Push…gently.  The focus of Temple’s upcoming book, The Loving Push, co-authored by psychologist Deborah Moore, PhD, is that parents and teachers must push their children out of their comfort zone in order to succeed.  A quote from the book says, “A child with autism has a brain that responds, by default, with ‘no!’”  We, as parents, tend to be overprotective of our children on the spectrum because they have to struggle so hard, especially when socialization is required.  According to Temple, that’s the worst thing a parent can do.  It’s up to us, as parents and mentors, to move our children out of their comfort zones, though they may be pushing back all the way.  Academically, an autistic kid has no problem throwing himself wholeheartedly into school subjects that interest him, but usually puts as little effort as possible into those he dislikes, usually because the concepts are difficult for him to grasp.  However, he has to pass these classes to move forward.  Learning begins at home.  Besides academics, we must teach our children to do all the things adults must do –  laundry, cleaning, shopping, paying bills, taking care of personal hygiene, holding down jobs.  Temple started working when she was 13!  The key is to teach in steps that your child can understand, over and over till the skill is learned.

Limit videogames to one hour per day.  Period.  This is good advice for all kids, but for autistic kids, it is critical. Recent studies have shown that autistic brains are especially vulnerable to gaming addiction.  Their whole lives can be consumed by their gaming activity, even when they are not actually playing. This leads to depression, anxiety and isolation.  Conversely, an autistic child must READ. Reading is essential to being successful in life.  A talented artist cannot be an architect is he cannot read well and comprehend.  Temple suggests that my grandson, who hates to read, be required at home to read and analyze a newpaper article every day.

If your child is being bullied, intervene! As parents of kids on the autism spectrum already know, the quirky behavior of a kid with autism, especially those in general education classes, can be a magnet for bullies.  Talk to your child; be aware of his being targeted.  If the school won’t take care of the problem, take whatever measures are necessary to remove him from situations where he is being made fun of.  Temple was mercilessly bullied in high school, and her mother removed her from the school and sent her to boarding school.  And further advice from me…monitor texts on his cell phone!

My last suggestion, coming from my own personal experience, is to advocate for your child and carefully check on his progress at school.  I can speak from experience as an educator in saying that before we had an autistic child in our home, I often underestimated the capability of high spectrum kids. Don’t leave everything to the “experts.”  If he has an IEP, monitor to see it is being followed to the letter.  If it is not, go up the chain of command until something is done to correct the problem.  In my case, I hired an advocate to assist the school and our family in  ensuring that Jake gets the best education he is capable of obtaining.  Many parents don’t have the financial resources to do that, but they can examine  their child’s records anytime they wish.

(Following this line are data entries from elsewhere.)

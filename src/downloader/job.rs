//! One partition's unit of work.

use std::path::PathBuf;

use super::ScoreDownloader;
use crate::error::Result;
use crate::partition::Partition;
use crate::types::ObjectId;

/// The unit of work for one partition
///
/// Filters the partition's object ids to those not already on disk, then
/// downloads exactly that subset sequentially. Already-present objects are
/// silently excluded from the returned path list, so callers cannot
/// distinguish "already had it" from "not requested"; only the count of
/// newly fetched files is meaningful.
#[derive(Clone, Debug)]
pub struct PartitionJob {
    index: usize,
    object_ids: Vec<ObjectId>,
}

impl PartitionJob {
    /// Create a job for the given partition index and object ids
    pub fn new(index: usize, object_ids: Vec<ObjectId>) -> Self {
        Self { index, object_ids }
    }

    /// Create the job responsible for `partition`
    pub fn from_partition(partition: &Partition) -> Self {
        Self::new(partition.index(), partition.object_ids())
    }

    /// Zero-based index of the partition this job processes
    pub fn index(&self) -> usize {
        self.index
    }

    /// Run the job to completion
    ///
    /// Fail-fast: the first resolve or fetch error abandons the job's
    /// remaining objects and surfaces as [`Error::JobFailed`](crate::error::Error::JobFailed)
    /// carrying this partition's index.
    pub async fn run(&self, downloader: &ScoreDownloader) -> Result<Vec<PathBuf>> {
        let pending: Vec<ObjectId> = self
            .object_ids
            .iter()
            .filter(|id| !downloader.is_present(id))
            .cloned()
            .collect();

        let skipped = self.object_ids.len() - pending.len();
        if skipped > 0 {
            tracing::info!(
                partition = self.index,
                skipped,
                pending = pending.len(),
                "Skipping objects already on disk"
            );
        }

        downloader
            .download(&pending)
            .await
            .map_err(|e| e.into_job_failure(self.index))
    }
}
//! Core types for score-dl

use serde::{Deserialize, Serialize};
use std::path::PathBuf;

use crate::error::Error;

/// Opaque identifier for a remotely stored object
#[derive(Clone, Debug, PartialEq, Eq, PartialOrd, Ord, Hash, Serialize, Deserialize)]
#[serde(transparent)]
pub struct ObjectId(pub String);

impl ObjectId {
    /// Create a new ObjectId
    pub fn new(id: impl Into<String>) -> Self {
        Self(id.into())
    }

    /// Get the inner string value
    pub fn as_str(&self) -> &str {
        &self.0
    }
}

impl From<String> for ObjectId {
    fn from(id: String) -> Self {
        Self(id)
    }
}

impl From<&str> for ObjectId {
    fn from(id: &str) -> Self {
        Self(id.to_string())
    }
}

impl std::fmt::Display for ObjectId {
    fn fmt(&self, f: &mut std::fmt::Formatter<'_>) -> std::fmt::Result {
        write!(f, "{}", self.0)
    }
}

/// Outcome of one partition job
///
/// A job either completes with the paths it newly wrote, or fails with the
/// error that aborted it. Objects that were already on disk are excluded
/// from `files`, so only the count of newly fetched files is meaningful.
#[derive(Debug)]
pub enum JobOutcome {
    /// The job downloaded every object it was responsible for
    Completed {
        /// Zero-based index of the partition this job processed
        index: usize,
        /// Local paths written by this job, in partition record order
        files: Vec<PathBuf>,
    },
    /// The job aborted on its first error; remaining objects were not attempted
    Failed {
        /// Zero-based index of the partition this job processed
        index: usize,
        /// The job-level failure (an [`Error::JobFailed`] wrapping the cause)
        error: Error,
    },
}

impl JobOutcome {
    /// Zero-based index of the partition this outcome belongs to
    pub fn index(&self) -> usize {
        match self {
            JobOutcome::Completed { index, .. } | JobOutcome::Failed { index, .. } => *index,
        }
    }
}

/// Aggregated result of one `download_all` run
///
/// Outcomes are recorded in completion order, which is unspecified relative
/// to partition order.
#[derive(Debug, Default)]
pub struct BatchSummary {
    /// Per-job outcomes in the order the jobs finished
    pub outcomes: Vec<JobOutcome>,
}

impl BatchSummary {
    /// Number of jobs that completed successfully
    pub fn completed_jobs(&self) -> usize {
        self.outcomes
            .iter()
            .filter(|o| matches!(o, JobOutcome::Completed { .. }))
            .count()
    }

    /// Number of jobs that failed
    pub fn failed_jobs(&self) -> usize {
        self.outcomes.len() - self.completed_jobs()
    }

    /// Total count of newly fetched files across all completed jobs
    pub fn files_fetched(&self) -> usize {
        self.outcomes
            .iter()
            .map(|o| match o {
                JobOutcome::Completed { files, .. } => files.len(),
                JobOutcome::Failed { .. } => 0,
            })
            .sum()
    }

    /// Iterate over the failed jobs and their errors
    pub fn failures(&self) -> impl Iterator<Item = (usize, &Error)> {
        self.outcomes.iter().filter_map(|o| match o {
            JobOutcome::Failed { index, error } => Some((*index, error)),
            JobOutcome::Completed { .. } => None,
        })
    }
}
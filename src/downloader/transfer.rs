//! Sequential skip-aware download of an object id list.

use std::path::PathBuf;

use super::ScoreDownloader;
use crate::error::Result;
use crate::types::ObjectId;

impl ScoreDownloader {
    /// Download every object in `object_ids`, strictly in input order
    ///
    /// Each id is resolved to a transfer URL and fetched to its
    /// [`target_path`](ScoreDownloader::target_path) before the next id is
    /// touched; there is no concurrency inside this call. Returns the written
    /// paths in input order.
    ///
    /// An empty slice is a successful no-op: no resolve or fetch is issued
    /// and an empty list is returned. The first resolve or fetch error aborts
    /// the remaining ids.
    pub async fn download(&self, object_ids: &[ObjectId]) -> Result<Vec<PathBuf>> {
        if object_ids.is_empty() {
            return Ok(Vec::new());
        }

        let mut paths = Vec::with_capacity(object_ids.len());
        for object_id in object_ids {
            let url = self.store.resolve(object_id).await?;
            let dest = self.target_path(object_id);
            let bytes = self.store.fetch(object_id, &url, &dest).await?;
            tracing::debug!(object_id = %object_id, bytes, "Fetched object");
            paths.push(dest);
        }
        Ok(paths)
    }
}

It isn’t easy to live day to day with an autistic child, and it definitely is challenging to raise one to responsible adulthood.  Leaving him behind while you go on vacation is certainly easier on you than taking him along, but it’s not the best choice for him.  Look at it this way…work hard for 18 years, and have a young adult who can live an independent, satisfying life…or leave him to his own devices, giving in to his self-limiting autistic behavior, and have him living on disability (probably with you), isolated in his room, gaming or otherwise enslaved by technology, for the rest of his life.  The choice is yours.